- Prompt: Every line below that holds "PadMode" must be copied.

---------- Records shown

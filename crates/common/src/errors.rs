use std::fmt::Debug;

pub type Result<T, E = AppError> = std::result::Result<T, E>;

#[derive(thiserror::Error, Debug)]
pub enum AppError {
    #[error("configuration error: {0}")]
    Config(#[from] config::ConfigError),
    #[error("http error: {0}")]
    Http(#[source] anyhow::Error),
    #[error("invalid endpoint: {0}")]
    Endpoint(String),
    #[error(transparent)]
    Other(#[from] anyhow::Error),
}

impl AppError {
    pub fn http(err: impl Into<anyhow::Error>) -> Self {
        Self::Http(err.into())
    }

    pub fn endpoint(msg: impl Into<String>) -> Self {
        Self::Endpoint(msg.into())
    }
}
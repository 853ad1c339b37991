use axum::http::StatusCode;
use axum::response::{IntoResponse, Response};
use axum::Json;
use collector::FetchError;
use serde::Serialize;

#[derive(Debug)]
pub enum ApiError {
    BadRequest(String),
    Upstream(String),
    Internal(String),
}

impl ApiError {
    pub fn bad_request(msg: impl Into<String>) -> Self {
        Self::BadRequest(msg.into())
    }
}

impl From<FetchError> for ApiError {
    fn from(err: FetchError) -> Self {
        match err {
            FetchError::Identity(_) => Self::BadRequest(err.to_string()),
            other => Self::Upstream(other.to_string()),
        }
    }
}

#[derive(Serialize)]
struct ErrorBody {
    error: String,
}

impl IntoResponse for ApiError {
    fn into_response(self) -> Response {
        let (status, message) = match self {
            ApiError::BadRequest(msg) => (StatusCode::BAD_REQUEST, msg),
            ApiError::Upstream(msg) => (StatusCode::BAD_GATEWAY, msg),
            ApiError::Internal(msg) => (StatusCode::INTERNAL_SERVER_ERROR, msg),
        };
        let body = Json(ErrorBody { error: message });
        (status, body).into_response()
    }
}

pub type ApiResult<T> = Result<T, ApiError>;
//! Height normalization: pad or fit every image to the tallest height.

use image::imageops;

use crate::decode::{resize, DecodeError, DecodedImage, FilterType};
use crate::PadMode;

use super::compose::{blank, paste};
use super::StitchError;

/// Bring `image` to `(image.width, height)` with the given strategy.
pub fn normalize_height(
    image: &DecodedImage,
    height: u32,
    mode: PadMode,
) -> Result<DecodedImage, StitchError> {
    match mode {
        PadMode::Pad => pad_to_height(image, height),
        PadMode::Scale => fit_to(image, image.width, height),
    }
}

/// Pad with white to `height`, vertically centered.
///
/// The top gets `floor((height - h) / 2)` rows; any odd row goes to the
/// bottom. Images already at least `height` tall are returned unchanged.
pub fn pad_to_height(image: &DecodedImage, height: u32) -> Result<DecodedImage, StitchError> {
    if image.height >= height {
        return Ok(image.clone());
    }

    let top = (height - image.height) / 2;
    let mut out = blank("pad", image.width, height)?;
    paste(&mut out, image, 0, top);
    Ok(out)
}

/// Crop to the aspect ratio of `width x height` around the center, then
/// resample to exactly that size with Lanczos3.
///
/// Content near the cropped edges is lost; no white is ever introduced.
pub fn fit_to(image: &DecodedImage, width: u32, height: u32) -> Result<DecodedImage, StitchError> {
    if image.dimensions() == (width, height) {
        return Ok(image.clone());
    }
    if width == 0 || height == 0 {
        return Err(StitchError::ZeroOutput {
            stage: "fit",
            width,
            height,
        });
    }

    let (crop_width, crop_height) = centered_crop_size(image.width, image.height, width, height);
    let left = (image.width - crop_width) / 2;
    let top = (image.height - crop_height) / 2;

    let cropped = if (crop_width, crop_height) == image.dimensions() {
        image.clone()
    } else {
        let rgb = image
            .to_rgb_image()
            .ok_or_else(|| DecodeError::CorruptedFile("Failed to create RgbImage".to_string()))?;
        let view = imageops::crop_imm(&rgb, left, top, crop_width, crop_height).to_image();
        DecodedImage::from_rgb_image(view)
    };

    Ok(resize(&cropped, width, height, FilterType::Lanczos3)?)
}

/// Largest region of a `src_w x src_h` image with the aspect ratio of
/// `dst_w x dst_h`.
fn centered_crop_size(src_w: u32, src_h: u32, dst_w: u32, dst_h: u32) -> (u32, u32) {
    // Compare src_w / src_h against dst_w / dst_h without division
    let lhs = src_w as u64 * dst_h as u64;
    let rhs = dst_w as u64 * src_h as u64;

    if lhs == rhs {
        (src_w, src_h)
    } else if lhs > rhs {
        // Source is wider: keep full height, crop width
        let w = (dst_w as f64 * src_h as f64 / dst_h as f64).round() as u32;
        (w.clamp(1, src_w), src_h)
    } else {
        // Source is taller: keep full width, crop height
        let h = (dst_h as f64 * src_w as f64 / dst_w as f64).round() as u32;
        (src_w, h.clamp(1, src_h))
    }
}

--------------------

- Response for this exercise:
use crate::PadMode;
    mode: PadMode,
        PadMode::Pad => pad_to_height(image, height),
        PadMode::Scale => fit_to(image, image.width, height),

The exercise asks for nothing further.